Ceres, Iovis soror, magnos honores ab antiquis accipiebat, quod ingentia beneficia hominibus tribuerat. Olim homines feroces erant et in silvis habitabant, bestiarum carne vivebant: ab antiquis enim leges agrorumque cultura ignorabantur. Tum dea Ceres ferocium hominum mores sapienti consilio commutavit; a dea enim urbes aedificatae sunt, scelera atrocia legibus minuta sunt, agrorum et arborum cultura sapienti diligentia monstrata est. Tali modo homines poma utilia frugesque copiosas collegerunt et Cererem frugum deam coluerunt. Postea felices in vicis et in urbibus sedes stabiles collocaverunt.

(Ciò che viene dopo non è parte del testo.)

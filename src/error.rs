// src/error.rs
use thiserror::Error;

/// Everything that can go wrong between startup and the end of a poll cycle.
///
/// Only `ConfigMissing` is fatal; all other variants are per-cycle and the
/// loop recovers from them on the next tick.
#[derive(Error, Debug)]
pub enum BotError {
    #[error("missing required environment variable {0}")]
    ConfigMissing(&'static str),

    #[error("endpoint {endpoint} is unreachable: {source}")]
    Transport {
        endpoint: String,
        #[source]
        source: reqwest::Error,
    },

    #[error("endpoint {endpoint} is unavailable, API response code: {status}")]
    InvalidResponseCode { endpoint: String, status: u16 },

    #[error("unexpected API response: {0}")]
    Schema(String),

    #[error("API response has no `homeworks` key")]
    EmptyResponse,

    #[error("homework record has no `{0}` key")]
    MissingField(&'static str),

    #[error("unknown homework status `{0}`")]
    UnknownStatus(String),
}

pub type Result<T, E = BotError> = std::result::Result<T, E>;

impl BotError {
    /// Stable label for log fields and metric labels.
    pub fn kind(&self) -> &'static str {
        match self {
            BotError::ConfigMissing(_) => "config_missing",
            BotError::Transport { .. } => "transport",
            BotError::InvalidResponseCode { .. } => "invalid_response_code",
            BotError::Schema(_) => "schema",
            BotError::EmptyResponse => "empty_response",
            BotError::MissingField(_) => "missing_field",
            BotError::UnknownStatus(_) => "unknown_status",
        }
    }

    /// Quiet errors are logged but never turned into a user notification.
    pub fn is_quiet(&self) -> bool {
        matches!(self, BotError::EmptyResponse)
    }

    /// Text delivered to the chat when a cycle fails.
    pub fn failure_message(&self) -> String {
        format!("Сбой в работе программы: {self}")
    }
}

#[cfg(test)]
mod tests {
    use super::*;

    #[test]
    fn only_empty_response_is_quiet() {
        assert!(BotError::EmptyResponse.is_quiet());
        assert!(!BotError::Schema("x".into()).is_quiet());
        assert!(!BotError::MissingField("status").is_quiet());
        assert!(!BotError::UnknownStatus("done".into()).is_quiet());
    }

    #[test]
    fn failure_message_embeds_error_text() {
        let err = BotError::InvalidResponseCode {
            endpoint: "http://api.local/".into(),
            status: 503,
        };
        let msg = err.failure_message();
        assert!(msg.starts_with("Сбой в работе программы: "));
        assert!(msg.contains("503"), "{msg}");
        assert!(msg.contains("http://api.local/"), "{msg}");
    }

    #[test]
    fn identical_errors_render_identically() {
        let a = BotError::UnknownStatus("done".into()).failure_message();
        let b = BotError::UnknownStatus("done".into()).failure_message();
        assert_eq!(a, b);
    }
}
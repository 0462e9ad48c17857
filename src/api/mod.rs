// src/api/mod.rs
pub mod validate;

use std::fmt;
use std::time::Duration;

use reqwest::{header, Client, StatusCode};
use serde_json::Value;

use crate::error::{BotError, Result};

pub use validate::{validate, ApiSnapshot, HomeworkRecord};

pub const DEFAULT_ENDPOINT: &str = "https://practicum.yandex.ru/api/user_api/homework_statuses/";

/// Anything that can answer "what changed since `from_date`?" with raw JSON.
#[async_trait::async_trait]
pub trait HomeworkSource: Send + Sync {
    async fn fetch(&self, from_date: i64) -> Result<Value>;
}

/// HTTP client for the homework statuses endpoint.
#[derive(Clone)]
pub struct PracticumClient {
    endpoint: String,
    token: String,
    client: Client,
    timeout: Duration,
}

impl PracticumClient {
    pub fn new(endpoint: impl Into<String>, token: impl Into<String>) -> Self {
        Self {
            endpoint: endpoint.into(),
            token: token.into(),
            client: Client::new(),
            timeout: Duration::from_secs(10),
        }
    }

    pub fn with_timeout(mut self, timeout: Duration) -> Self {
        self.timeout = timeout;
        self
    }

    pub fn endpoint(&self) -> &str {
        &self.endpoint
    }
}

impl fmt::Debug for PracticumClient {
    fn fmt(&self, f: &mut fmt::Formatter<'_>) -> fmt::Result {
        f.debug_struct("PracticumClient")
            .field("endpoint", &self.endpoint)
            .field("token", &"<redacted>")
            .field("timeout", &self.timeout)
            .finish()
    }
}

#[async_trait::async_trait]
impl HomeworkSource for PracticumClient {
    async fn fetch(&self, from_date: i64) -> Result<Value> {
        let transport = |source: reqwest::Error| BotError::Transport {
            endpoint: self.endpoint.clone(),
            source,
        };

        let rsp = self
            .client
            .get(&self.endpoint)
            .header(header::AUTHORIZATION, format!("OAuth {}", self.token))
            .query(&[("from_date", from_date)])
            .timeout(self.timeout)
            .send()
            .await
            .map_err(transport)?;

        let status = rsp.status();
        if status != StatusCode::OK {
            return Err(BotError::InvalidResponseCode {
                endpoint: self.endpoint.clone(),
                status: status.as_u16(),
            });
        }

        let body = rsp.text().await.map_err(transport)?;
        tracing::trace!(from_date, bytes = body.len(), "homework statuses fetched");

        serde_json::from_str(&body)
            .map_err(|e| BotError::Schema(format!("response body is not valid JSON: {e}")))
    }
}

Cerere, sorella di Giove, riceveva dagli antichi grandi onori, poiché aveva concesso agli uomini numerosi benefici. Un tempo gli uomini, che abitavano nelle foreste ed erano di spiccata ferocia, vivevano della carne degli animali selvatici: nei tempi antichi, infatti, le leggi pubbliche e la coltivazione dei campi erano sconosciute. In quell’epoca la dea Cerere trasformò i costumi degli uomini selvaggi con una saggia decisione; dalla dea infatti furono edificate le città, i turpi crimini furono ridotti alle leggi, e la coltivazione dei campi e delle piante fu mostrata con saggia diligenza. In questo modo gli uomini raccolsero molli castagne, utili frutti e messi abbondanti e venerarono Cerere come dea delle messi. Dopo molti anni felici ebbero nei villaggi e nelle città stabili dimore di legno o di pietra.

1. Cerere riceveva grandi onori dagli antichi in virtù dei favori che aveva concesso alla razza umana.
2. Prima dell’avvento di Cerere gli uomini vivevano allo stato brado ed ignoravano le leggi e l’agricoltura.
3. Mores significa “cotumi, abitudini”, Scelera significa invece “delitti, misfatti”.
4. Il significato di cultura è “coltivazione”, e non “cultura”.
5. I complementi di tempo: Olim (avv. ), veteribus temporibus (tempo determinato), tali etate (tempo determinato), postea (avv. ).